Disgraced South Korean stem cell scientist Hwang Woo-suk has escaped jail after being convicted of violating bioethics laws to obtain human eggs and of embezzling US$700,000 in government grants. Hwang became a national hero after he published articles in the journal Science in 2004 claiming that he had successfully cloned human embryos and developed stem cell lines. He was named "Supreme Scientist"; his feat was commemorated on a postage stamp; and the government even considered nominating him for a Nobel prize. However, in 2005 most of his work in human embryonic stem cells was exposed as a fraud. Further investigation showed that he had misused funds and pressured a female researcher into donating eggs for his experiments.
Hwang eventually admitted that the findings in his papers had been faked, but he blamed his colleagues. The court also gave four of them suspended prison terms or fines for participating in the fraud.
Prosecutors had called for a four-year jail term, but instead he received a two-year suspended sentence, providing that he stay out of trouble for three years. The court's leniency seems to reflect the esteem that many Koreans still have for Hwang. Even though he was on trial for one of the world's biggest ever scientific frauds, he continued to work away at his cloning research with private funding. He was not incompetent -- he successfully cloned a dog, Snuppy — the Seoul National University puppy, and published a paper in the journal Nature about it.

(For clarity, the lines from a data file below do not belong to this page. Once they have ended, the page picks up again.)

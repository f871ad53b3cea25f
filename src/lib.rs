pub mod agent;
pub mod ai;
pub mod config;
pub mod lifecycle;
pub mod logging;
pub mod status;
pub mod tools;
pub mod tournament;
pub mod workspace;

/// Convenience re-exports for the most commonly used traits and types across
/// the agentcore runtime.
///
/// ```rust
/// use agentcore::prelude::*;
/// ```
pub mod prelude {
    pub use crate::ai::provider::{LLMProvider, ModelError};
    pub use crate::ai::types::{CompletionRequest, CompletionResponse, Message, MessageRole};

    pub use crate::tools::{Tool, ToolRegistry, ToolResult};

    pub use crate::agent::{AgentCore, AgentConfig, PromptQueue, PromptQueueItem};

    pub use crate::lifecycle::{LifecycleController, LifecycleState};

    pub use crate::status::{AgentStatus, StatusBus};

    pub use crate::logging::{EnhancedLogEntry, EnhancedLogger, LogCategory};

    pub use crate::config::RuntimeConfig;

    pub use crate::workspace::{WorkspaceError, WorkspaceFs};

    pub use crate::tournament::{Tournament, TournamentEngine};
}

Nature News pointed out that he received an award from the Jang Yeong-sil Memorial Foundation for scientific excellence in June. And in August, the province of Gyeonggi announced that it planned a collaboration with Hwang to develop transgenic animals for human organ transplants. Earlier this month, dozens of parliamentarians asked the court to be lenient so that he could continue his research. About a hundred of supporters cheered as he left the court and chanted, “We trust Dr Hwang! Cheer up, Dr Hwang!”